We crossed into the large main gallery and saw this, prompting us to both exclaim "DRESSES!"

The dresses were part of an exhibit titled "In Full Flower", featuring women's dresses, decorative objects, and paintings with a floral motif from the Museum's collection.  Flowers have been used extensively throughout history as a decorative motif by artists, fashion designers, and crafters and have held a variety of symbolic meanings.  They are usually associated with femininity, and thus are a popular choice for fabrics for women's clothing, hence the dresses on display.  Unfortunately, the paintings that were chosen for the exhibit were mostly dark and featured rather droopy flowers (notice the two on the wall behind the dress) which made them not worth documenting.  The silk dress in the photo from around 1915 was owned by Marjorie Stevenson Morphy, and is an example of a very fashionable outfit of the time period.
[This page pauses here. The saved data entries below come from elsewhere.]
//! SQL assembly for compiled enrollee searches.
//!
//! A compiled search is one parameterized `SELECT` rooted at the `enrollee`
//! table with `profile` inner-joined, plus whatever joins the rule's terms
//! require. [`SqlFragment`] keeps SQL text and its bound parameters in
//! lock-step so positional `?` placeholders always line up, and
//! [`EnrolleeSearchQueryBuilder`] deduplicates joins and selects by alias so
//! a term referenced twice contributes its tables once.

use chrono::{DateTime, NaiveDate, Utc};
use uuid::Uuid;

use crate::value::SearchValue;

/// A typed bound parameter for a positional `?` placeholder.
#[derive(Debug, Clone, PartialEq)]
pub enum SqlParam {
    String(String),
    Number(f64),
    Boolean(bool),
    Timestamp(DateTime<Utc>),
    Date(NaiveDate),
    Uuid(Uuid),
    Null,
}

impl SqlParam {
    pub fn string(value: impl Into<String>) -> Self {
        SqlParam::String(value.into())
    }
}

impl From<&SearchValue> for SqlParam {
    fn from(value: &SearchValue) -> Self {
        match value {
            SearchValue::String(s) => SqlParam::String(s.clone()),
            SearchValue::Number(n) => SqlParam::Number(*n),
            SearchValue::Boolean(b) => SqlParam::Boolean(*b),
            SearchValue::Instant(t) => SqlParam::Timestamp(*t),
            SearchValue::Date(d) => SqlParam::Date(*d),
            SearchValue::Absent => SqlParam::Null,
        }
    }
}

/// A piece of SQL together with the parameters its placeholders bind.
#[derive(Debug, Clone, PartialEq, Default)]
pub struct SqlFragment {
    pub sql: String,
    pub params: Vec<SqlParam>,
}

impl SqlFragment {
    pub fn new(sql: impl Into<String>) -> Self {
        SqlFragment {
            sql: sql.into(),
            params: Vec::new(),
        }
    }

    pub fn with_params(sql: impl Into<String>, params: Vec<SqlParam>) -> Self {
        SqlFragment {
            sql: sql.into(),
            params,
        }
    }

    /// Combine two fragments with AND, parenthesizing both sides.
    pub fn and(self, other: SqlFragment) -> SqlFragment {
        self.combine(other, "AND")
    }

    /// Combine two fragments with OR, parenthesizing both sides.
    pub fn or(self, other: SqlFragment) -> SqlFragment {
        self.combine(other, "OR")
    }

    fn combine(self, other: SqlFragment, op: &str) -> SqlFragment {
        if self.sql.is_empty() {
            return other;
        }
        if other.sql.is_empty() {
            return self;
        }
        let mut params = self.params;
        params.extend(other.params);
        SqlFragment {
            sql: format!("({}) {} ({})", self.sql, op, other.sql),
            params,
        }
    }
}

#[derive(Debug, Clone, Copy, PartialEq, Eq)]
pub enum JoinType {
    Inner,
    Left,
}

impl JoinType {
    fn as_sql(&self) -> &'static str {
        match self {
            JoinType::Inner => "INNER JOIN",
            JoinType::Left => "LEFT JOIN",
        }
    }
}

/// One join a term requires, keyed by alias for deduplication. The ON
/// condition is a fragment so discriminating filters (survey stable ids,
/// task targets) ride along as bound parameters instead of being inlined.
#[derive(Debug, Clone, PartialEq)]
pub struct JoinClause {
    pub join_type: JoinType,
    pub table: String,
    pub alias: String,
    pub on: SqlFragment,
}

impl JoinClause {
    pub fn inner(table: impl Into<String>, alias: impl Into<String>, on: SqlFragment) -> Self {
        JoinClause {
            join_type: JoinType::Inner,
            table: table.into(),
            alias: alias.into(),
            on,
        }
    }

    pub fn left(table: impl Into<String>, alias: impl Into<String>, on: SqlFragment) -> Self {
        JoinClause {
            join_type: JoinType::Left,
            table: table.into(),
            alias: alias.into(),
            on,
        }
    }

    fn to_sql(&self) -> String {
        format!(
            "{} {} {} ON {}",
            self.join_type.as_sql(),
            self.table,
            self.alias,
            self.on.sql
        )
    }
}

/// An extra table whose columns a query returns, so callers can attach the
/// joined rows (families, users, tasks) to each result.
#[derive(Debug, Clone, PartialEq, Eq)]
pub struct SelectClause {
    pub table: String,
    pub alias: String,
}

impl SelectClause {
    pub fn new(table: impl Into<String>, alias: impl Into<String>) -> Self {
        SelectClause {
            table: table.into(),
            alias: alias.into(),
        }
    }
}

/// The finished query: SQL text, parameters in placeholder order, and the
/// selected auxiliary tables for result attachment.
#[derive(Debug, Clone, PartialEq)]
pub struct CompiledSearch {
    pub sql: String,
    pub params: Vec<SqlParam>,
    pub selects: Vec<SelectClause>,
}

/// Accumulates the joins and selects a rule's terms require, then renders the
/// final statement around the WHERE predicate.
#[derive(Debug)]
pub struct EnrolleeSearchQueryBuilder {
    study_environment_id: Uuid,
    joins: Vec<JoinClause>,
    selects: Vec<SelectClause>,
}

impl EnrolleeSearchQueryBuilder {
    pub fn new(study_environment_id: Uuid) -> Self {
        EnrolleeSearchQueryBuilder {
            study_environment_id,
            joins: Vec::new(),
            selects: Vec::new(),
        }
    }

    /// Add a join unless one with the same alias is already present.
    pub fn add_join(&mut self, join: JoinClause) {
        if !self.joins.iter().any(|existing| existing.alias == join.alias) {
            self.joins.push(join);
        }
    }

    /// Add a select unless the alias is already selected.
    pub fn add_select(&mut self, select: SelectClause) {
        if !self
            .selects
            .iter()
            .any(|existing| existing.alias == select.alias)
        {
            self.selects.push(select);
        }
    }

    /// Render the statement. Parameter order matches placeholder order: join
    /// ON parameters first (joins render before the WHERE clause), then the
    /// study environment scope, then the predicate's parameters.
    pub fn build(self, predicate: SqlFragment) -> CompiledSearch {
        let mut sql = String::from("SELECT enrollee.*, profile.*");
        for select in &self.selects {
            sql.push_str(&format!(", {}.*", select.alias));
        }
        sql.push_str(
            " FROM enrollee enrollee INNER JOIN profile profile ON profile.id = enrollee.profile_id",
        );

        let mut params = Vec::new();
        for join in &self.joins {
            sql.push(' ');
            sql.push_str(&join.to_sql());
            params.extend(join.on.params.iter().cloned());
        }

        sql.push_str(&format!(
            " WHERE enrollee.study_environment_id = ? AND ({})",
            predicate.sql
        ));
        params.push(SqlParam::Uuid(self.study_environment_id));
        params.extend(predicate.params);

        CompiledSearch {
            sql,
            params,
            selects: self.selects,
        }
    }
}

#[cfg(test)]
mod tests {
    use super::*;

    #[test]
    fn fragments_combine_with_parens_and_merged_params() {
        let left = SqlFragment::with_params("a = ?", vec![SqlParam::string("1")]);
        let right = SqlFragment::with_params("b = ?", vec![SqlParam::string("2")]);
        let combined = left.and(right);
        assert_eq!(combined.sql, "(a = ?) AND (b = ?)");
        assert_eq!(
            combined.params,
            vec![SqlParam::string("1"), SqlParam::string("2")]
        );
    }

    #[test]
    fn empty_fragment_is_identity_for_combine() {
        let frag = SqlFragment::with_params("a = ?", vec![SqlParam::string("1")]);
        assert_eq!(SqlFragment::default().or(frag.clone()), frag);
        assert_eq!(frag.clone().and(SqlFragment::default()), frag);
    }

    #[test]
    fn builder_dedupes_joins_and_selects_by_alias() {
        let mut builder = EnrolleeSearchQueryBuilder::new(Uuid::nil());
        let join = JoinClause::left(
            "answer",
            "answer_q1",
            SqlFragment::new("enrollee.id = answer_q1.enrollee_id"),
        );
        builder.add_join(join.clone());
        builder.add_join(join);
        builder.add_select(SelectClause::new("family", "family"));
        builder.add_select(SelectClause::new("family", "family"));

        let compiled = builder.build(SqlFragment::new("1 = 1"));
        assert_eq!(compiled.sql.matches("LEFT JOIN answer").count(), 1);
        assert_eq!(compiled.sql.matches("family.*").count(), 1);
    }

    #[test]
    fn build_orders_join_params_before_scope_and_predicate() {
        let mut builder = EnrolleeSearchQueryBuilder::new(Uuid::nil());
        builder.add_join(JoinClause::left(
            "participant_task",
            "task_t1",
            SqlFragment::with_params(
                "enrollee.id = task_t1.enrollee_id AND task_t1.target_stable_id = ?",
                vec![SqlParam::string("t1")],
            ),
        ));
        let compiled = builder.build(SqlFragment::with_params(
            "task_t1.status = ?",
            vec![SqlParam::string("COMPLETE")],
        ));

        assert_eq!(
            compiled.params,
            vec![
                SqlParam::string("t1"),
                SqlParam::Uuid(Uuid::nil()),
                SqlParam::string("COMPLETE"),
            ]
        );
        assert!(compiled.sql.starts_with("SELECT enrollee.*, profile.* FROM enrollee enrollee"));
        assert!(compiled.sql.ends_with("WHERE enrollee.study_environment_id = ? AND (task_t1.status = ?)"));
    }
}
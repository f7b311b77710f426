//! `{family.shortcode}`: the family grouping an enrollee belongs to.
//!
//! An enrollee can belong to several families; the interpreter reads the
//! first one the store returns, and the compiled query fans out one row per
//! family the way a join does.

use std::collections::BTreeMap;

use crate::error::ParseError;
use crate::sql::{JoinClause, SelectClause, SqlFragment};
use crate::store::{EnrolleeSearchContext, ParticipantStore};
use crate::terms::to_snake_case;
use crate::value::{SearchValue, SearchValueType, SearchValueTypeDefinition};

#[derive(Debug, Clone, PartialEq, Eq)]
pub struct FamilyTerm {
    field: String,
}

impl FamilyTerm {
    pub fn new(field: &str) -> Result<Self, ParseError> {
        if !fields().contains_key(field) {
            return Err(ParseError::UnknownField {
                term: "family".to_string(),
                field: field.to_string(),
            });
        }
        Ok(FamilyTerm {
            field: field.to_string(),
        })
    }

    pub(crate) fn extract(
        &self,
        context: &EnrolleeSearchContext,
        store: &dyn ParticipantStore,
    ) -> SearchValue {
        let families = store.families_for_enrollee(context.enrollee.id);
        match families.into_iter().next() {
            Some(family) => match self.field.as_str() {
                "shortcode" => SearchValue::String(family.shortcode),
                _ => SearchValue::Absent,
            },
            None => SearchValue::Absent,
        }
    }

    pub(crate) fn join_clauses(&self) -> Vec<JoinClause> {
        vec![
            JoinClause::left(
                "family_enrollee",
                "family_enrollee",
                SqlFragment::new("enrollee.id = family_enrollee.enrollee_id"),
            ),
            JoinClause::left(
                "family",
                "family",
                SqlFragment::new("family.id = family_enrollee.family_id"),
            ),
        ]
    }

    pub(crate) fn select_clauses(&self) -> Vec<SelectClause> {
        vec![SelectClause::new("family", "family")]
    }

    pub(crate) fn term_clause(&self) -> String {
        format!("family.{}", to_snake_case(&self.field))
    }

    pub(crate) fn value_type(&self) -> SearchValueTypeDefinition {
        fields().remove(self.field.as_str()).unwrap_or_default()
    }
}

pub(crate) fn fields() -> BTreeMap<&'static str, SearchValueTypeDefinition> {
    BTreeMap::from([(
        "shortcode",
        SearchValueTypeDefinition::of(SearchValueType::String),
    )])
}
This late 1920's chiffon dress was one of my favourites for the colour combination and the shape

A very welcome, and quite fascinating addition to the exhibit was the display cards below each dress that not only described the dress and how it was made, but also gave some information about the  woman who had owned it.  The cards in the photo above are for the chiffon dress in the previous photo.  I love the name Eloise!

Details of some of the dresses on display (clockwise from top left):  Lace detail on the collar and pocket of a 1940's cotton dress donated by Western's Brescia College; waist detail of Arnold Scaasi silk dress purchased by Judith Roger in 1964 for her wedding trousseau. Judith's daughter Milisa Burns then wore the dress as a going away outfit after her own 1991 wedding; vibrant floral pattern and draped bodice and waist of a 1980's dress owned by Isabel Wilson Roger; ruffled capped sleeves on a 1930's georgette dress worn by Bertha "Mabel" Riether when she was in her 50's.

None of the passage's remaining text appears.